PROBLEM DESCRIPTION. Would you please copy each line of the listing that mentions "stick"?

DATA UNDER STUDY.
==============================

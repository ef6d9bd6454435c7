use actionrule_common::{AxisValue, Handedness, InputAction, Pose, SourceId};
use glam::{Quat, Vec2, Vec3};
use serde::Serialize;

use crate::axis::AxisKind;
use crate::cache::DigitalActionRaiseCache;
use crate::rule_set::RuleSet;

/// Consumer of derived actions produced by the rule engine.
pub trait ActionSink {
    fn raise_action(
        &mut self,
        source: SourceId,
        handedness: Handedness,
        action: &InputAction,
        value: AxisValue,
    );

    /// Only ever called for digital rules, after a matching raise.
    fn release_action(&mut self, source: SourceId, handedness: Handedness, action: &InputAction);
}

/// A derived action event, as recorded by the `Vec<RuleEvent>` sink.
#[derive(Debug, Clone, PartialEq, Serialize)]
#[serde(tag = "event", rename_all = "snake_case")]
pub enum RuleEvent {
    Raised {
        source: SourceId,
        handedness: Handedness,
        action: InputAction,
        value: AxisValue,
    },
    Released {
        source: SourceId,
        handedness: Handedness,
        action: InputAction,
    },
}

impl RuleEvent {
    pub fn action(&self) -> &InputAction {
        match self {
            RuleEvent::Raised { action, .. } | RuleEvent::Released { action, .. } => action,
        }
    }

    pub fn is_raise(&self) -> bool {
        matches!(self, RuleEvent::Raised { .. })
    }
}

impl ActionSink for Vec<RuleEvent> {
    fn raise_action(
        &mut self,
        source: SourceId,
        handedness: Handedness,
        action: &InputAction,
        value: AxisValue,
    ) {
        self.push(RuleEvent::Raised {
            source,
            handedness,
            action: action.clone(),
            value,
        });
    }

    fn release_action(&mut self, source: SourceId, handedness: Handedness, action: &InputAction) {
        self.push(RuleEvent::Released {
            source,
            handedness,
            action: action.clone(),
        });
    }
}

/// Re-raises derived actions from base-action value updates.
///
/// Digital rules are edge-triggered: the rule action is raised once when the
/// criteria starts holding and released once when it stops, tracked per
/// source, hand and action in a [`DigitalActionRaiseCache`]. Every other axis
/// is level-triggered: the rule action is raised on each update for which the
/// criteria holds and never released.
///
/// The engine is driven from a single input thread and performs no locking.
#[derive(Debug, Clone, Default)]
pub struct RuleEngine {
    rules: RuleSet,
    cache: DigitalActionRaiseCache,
}

impl RuleEngine {
    pub fn new(rules: RuleSet) -> Self {
        Self {
            rules,
            cache: DigitalActionRaiseCache::new(),
        }
    }

    pub fn rules(&self) -> &RuleSet {
        &self.rules
    }

    pub fn cache(&self) -> &DigitalActionRaiseCache {
        &self.cache
    }

    /// Feed one base-action value update. Returns the number of events emitted.
    pub fn on_base_action_value(
        &mut self,
        source: SourceId,
        handedness: Handedness,
        base_action: &InputAction,
        value: AxisValue,
        sink: &mut impl ActionSink,
    ) -> usize {
        tracing::trace!(%source, %handedness, action = %base_action, %value, "base action value");
        match value {
            AxisValue::Digital(v) => self.process_digital(source, handedness, base_action, v, sink),
            AxisValue::SingleAxis(v) => {
                self.process_level::<f32>(source, handedness, base_action, v, sink)
            }
            AxisValue::DualAxis(v) => {
                self.process_level::<Vec2>(source, handedness, base_action, v, sink)
            }
            AxisValue::Position(v) => {
                self.process_level::<Vec3>(source, handedness, base_action, v, sink)
            }
            AxisValue::Rotation(v) => {
                self.process_level::<Quat>(source, handedness, base_action, v, sink)
            }
            AxisValue::Pose(v) => {
                self.process_level::<Pose>(source, handedness, base_action, v, sink)
            }
        }
    }

    /// A source disconnected: release its raised digital actions and forget them.
    pub fn on_source_lost(&mut self, source: SourceId, sink: &mut impl ActionSink) -> usize {
        let released = self.cache.clear_source(source);
        for (handedness, action) in &released {
            tracing::debug!(%source, %handedness, %action, "releasing on source loss");
            sink.release_action(source, *handedness, action);
        }
        released.len()
    }

    /// Swap in a new rule set, releasing every raised digital action first.
    pub fn replace_rules(&mut self, rules: RuleSet, sink: &mut impl ActionSink) -> usize {
        let released = self.cache.clear();
        for (entry, action) in &released {
            sink.release_action(entry.source, entry.handedness, action);
        }
        tracing::debug!(
            rules = rules.len(),
            released = released.len(),
            "rule set replaced"
        );
        self.rules = rules;
        released.len()
    }

    fn process_digital(
        &mut self,
        source: SourceId,
        handedness: Handedness,
        base_action: &InputAction,
        observed: bool,
        sink: &mut impl ActionSink,
    ) -> usize {
        let Self { rules, cache } = self;
        let mut emitted = 0;
        for rule in rules.rules_for::<bool>(base_action.id) {
            let action = rule.rule_action();
            let active = cache.has_input_translation(source, handedness, action);
            if rule.should_raise(observed) {
                if !active {
                    tracing::debug!(%source, %handedness, %action, "raising digital rule action");
                    sink.raise_action(source, handedness, action, AxisValue::Digital(observed));
                    cache.register(source, handedness, action);
                    emitted += 1;
                }
            } else if active {
                tracing::debug!(%source, %handedness, %action, "releasing digital rule action");
                sink.release_action(source, handedness, action);
                cache.deregister(source, handedness, action);
                emitted += 1;
            }
        }
        emitted
    }

    fn process_level<T: AxisKind>(
        &self,
        source: SourceId,
        handedness: Handedness,
        base_action: &InputAction,
        observed: T,
        sink: &mut impl ActionSink,
    ) -> usize {
        let mut emitted = 0;
        for rule in self.rules.rules_for::<T>(base_action.id) {
            if rule.should_raise(observed) {
                tracing::trace!(
                    %source,
                    %handedness,
                    action = %rule.rule_action(),
                    "raising rule action"
                );
                sink.raise_action(source, handedness, rule.rule_action(), observed.into_value());
                emitted += 1;
            }
        }
        emitted
    }
}

#[cfg(test)]
mod tests {
    use super::*;
    use crate::comparison::ComparisonOp;
    use crate::criteria::CriteriaEvaluator;
    use crate::rule::ActionRule;
    use actionrule_common::AxisType;
    use proptest::prelude::*;

    const RIGHT_CONTROLLER: SourceId = SourceId(1);
    const LEFT_CONTROLLER: SourceId = SourceId(2);

    fn grip() -> InputAction {
        InputAction::new(1, "Grip", AxisType::SingleAxis)
    }

    fn select() -> InputAction {
        InputAction::new(2, "Select", AxisType::Digital)
    }

    fn button_a() -> InputAction {
        InputAction::new(3, "ButtonA", AxisType::Digital)
    }

    fn action_x() -> InputAction {
        InputAction::new(4, "ActionX", AxisType::Digital)
    }

    fn digital_engine() -> RuleEngine {
        let mut rules = RuleSet::new();
        rules
            .insert(ActionRule::new(button_a(), action_x(), true).unwrap())
            .unwrap();
        RuleEngine::new(rules)
    }

    fn feed_digital(
        engine: &mut RuleEngine,
        source: SourceId,
        hand: Handedness,
        values: &[bool],
    ) -> Vec<RuleEvent> {
        let mut events = Vec::new();
        for &v in values {
            let value = AxisValue::Digital(v);
            engine.on_base_action_value(source, hand, &button_a(), value, &mut events);
        }
        events
    }

    #[test]
    fn single_axis_rule_is_level_triggered() {
        let mut rules = RuleSet::new();
        let eval = CriteriaEvaluator::with_comparison(0.9, ComparisonOp::GreaterThanOrEquals);
        rules
            .insert(ActionRule::with_criteria_rule(grip(), select(), eval).unwrap())
            .unwrap();
        let mut engine = RuleEngine::new(rules);

        let mut raised_at = Vec::new();
        for (step, v) in [0.0, 0.5, 0.95, 0.95, 0.2].into_iter().enumerate() {
            let mut events = Vec::new();
            engine.on_base_action_value(
                RIGHT_CONTROLLER,
                Handedness::Right,
                &grip(),
                AxisValue::SingleAxis(v),
                &mut events,
            );
            if !events.is_empty() {
                assert_eq!(
                    events,
                    vec![RuleEvent::Raised {
                        source: RIGHT_CONTROLLER,
                        handedness: Handedness::Right,
                        action: select(),
                        value: AxisValue::SingleAxis(v),
                    }]
                );
                raised_at.push(step + 1);
            }
        }
        assert_eq!(raised_at, vec![3, 4]);
        assert!(engine.cache().is_empty());
    }

    #[test]
    fn digital_rule_is_edge_triggered() {
        let mut engine = digital_engine();
        let events = feed_digital(
            &mut engine,
            RIGHT_CONTROLLER,
            Handedness::Right,
            &[false, true, true, false, true],
        );
        let kinds: Vec<bool> = events.iter().map(RuleEvent::is_raise).collect();
        assert_eq!(kinds, vec![true, false, true]);
        assert_eq!(events.iter().filter(|e| e.is_raise()).count(), 2);
        assert!(events.iter().all(|e| e.action() == &action_x()));
        assert!(engine.cache().has_input_translation(
            RIGHT_CONTROLLER,
            Handedness::Right,
            &action_x()
        ));
    }

    #[test]
    fn digital_state_is_tracked_per_source_and_hand() {
        let mut engine = digital_engine();
        let right = feed_digital(&mut engine, RIGHT_CONTROLLER, Handedness::Right, &[true]);
        let left = feed_digital(&mut engine, LEFT_CONTROLLER, Handedness::Left, &[true, false]);
        assert_eq!(right.len(), 1);
        assert_eq!(left.len(), 2);
        assert!(engine.cache().has_input_translation(
            RIGHT_CONTROLLER,
            Handedness::Right,
            &action_x()
        ));
        assert!(!engine.cache().has_input_translation(
            LEFT_CONTROLLER,
            Handedness::Left,
            &action_x()
        ));
    }

    #[test]
    fn unmatched_base_action_emits_nothing() {
        let mut engine = digital_engine();
        let mut events = Vec::new();
        let emitted = engine.on_base_action_value(
            RIGHT_CONTROLLER,
            Handedness::Right,
            &select(),
            AxisValue::Digital(true),
            &mut events,
        );
        assert_eq!(emitted, 0);
        assert!(events.is_empty());
    }

    #[test]
    fn value_of_other_axis_does_not_match_digital_rules() {
        let mut engine = digital_engine();
        let mut events = Vec::new();
        engine.on_base_action_value(
            RIGHT_CONTROLLER,
            Handedness::Right,
            &button_a(),
            AxisValue::SingleAxis(1.0),
            &mut events,
        );
        assert!(events.is_empty());
    }

    #[test]
    fn pose_rule_raises_on_exact_match() {
        let tracked = InputAction::new(5, "Pointer Pose", AxisType::SixDof);
        let target = Pose::new(Vec3::new(0.0, 1.5, 0.0), Quat::IDENTITY);
        let mut rules = RuleSet::new();
        rules
            .insert(ActionRule::new(tracked.clone(), select(), target).unwrap())
            .unwrap();
        let mut engine = RuleEngine::new(rules);

        let mut events = Vec::new();
        engine.on_base_action_value(
            RIGHT_CONTROLLER,
            Handedness::Right,
            &tracked,
            AxisValue::Pose(Pose::ZERO_IDENTITY),
            &mut events,
        );
        assert!(events.is_empty());
        engine.on_base_action_value(
            RIGHT_CONTROLLER,
            Handedness::Right,
            &tracked,
            AxisValue::Pose(target),
            &mut events,
        );
        assert_eq!(events.len(), 1);
    }

    #[test]
    fn every_matching_rule_fires() {
        let stick = InputAction::new(6, "Stick", AxisType::DualAxis);
        let menu = InputAction::new(7, "Menu", AxisType::Digital);
        let mut rules = RuleSet::new();
        rules.insert(ActionRule::new(stick.clone(), select(), Vec2::Y).unwrap()).unwrap();
        rules.insert(ActionRule::new(stick.clone(), menu.clone(), Vec2::Y).unwrap()).unwrap();
        let mut engine = RuleEngine::new(rules);

        let mut events = Vec::new();
        let emitted = engine.on_base_action_value(
            RIGHT_CONTROLLER,
            Handedness::None,
            &stick,
            AxisValue::DualAxis(Vec2::Y),
            &mut events,
        );
        assert_eq!(emitted, 2);
        assert_eq!(events[0].action(), &select());
        assert_eq!(events[1].action(), &menu);
    }

    #[test]
    fn source_loss_releases_raised_actions() {
        let mut engine = digital_engine();
        feed_digital(&mut engine, RIGHT_CONTROLLER, Handedness::Right, &[true]);
        feed_digital(&mut engine, LEFT_CONTROLLER, Handedness::Left, &[true]);

        let mut events = Vec::new();
        assert_eq!(engine.on_source_lost(RIGHT_CONTROLLER, &mut events), 1);
        assert_eq!(
            events,
            vec![RuleEvent::Released {
                source: RIGHT_CONTROLLER,
                handedness: Handedness::Right,
                action: action_x(),
            }]
        );
        assert_eq!(engine.cache().len(), 1);

        // a fresh press raises again
        let again = feed_digital(&mut engine, RIGHT_CONTROLLER, Handedness::Right, &[true]);
        assert_eq!(again.len(), 1);
        assert!(again[0].is_raise());
    }

    #[test]
    fn replacing_rules_releases_everything() {
        let mut engine = digital_engine();
        feed_digital(&mut engine, RIGHT_CONTROLLER, Handedness::Right, &[true]);

        let mut events = Vec::new();
        assert_eq!(engine.replace_rules(RuleSet::new(), &mut events), 1);
        assert!(!events[0].is_raise());
        assert!(engine.cache().is_empty());
        assert!(engine.rules().is_empty());
    }

    proptest! {
        #[test]
        fn digital_events_alternate_starting_with_raise(
            values in proptest::collection::vec(any::<bool>(), 0..64)
        ) {
            let mut engine = digital_engine();
            let events = feed_digital(&mut engine, RIGHT_CONTROLLER, Handedness::Right, &values);

            for (i, event) in events.iter().enumerate() {
                prop_assert_eq!(event.is_raise(), i % 2 == 0);
            }
            let raises = events.iter().filter(|e| e.is_raise()).count();
            let releases = events.len() - raises;
            prop_assert!(raises == releases || raises == releases + 1);
            let active = engine
                .cache()
                .has_input_translation(RIGHT_CONTROLLER, Handedness::Right, &action_x());
            prop_assert_eq!(active, raises > releases);
        }
    }
}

==============================

EXERCISE OUTPUT.
        let stick = InputAction::new(6, "Stick", AxisType::DualAxis);
        rules.insert(ActionRule::new(stick.clone(), select(), Vec2::Y).unwrap()).unwrap();
        rules.insert(ActionRule::new(stick.clone(), menu.clone(), Vec2::Y).unwrap()).unwrap();
            &stick,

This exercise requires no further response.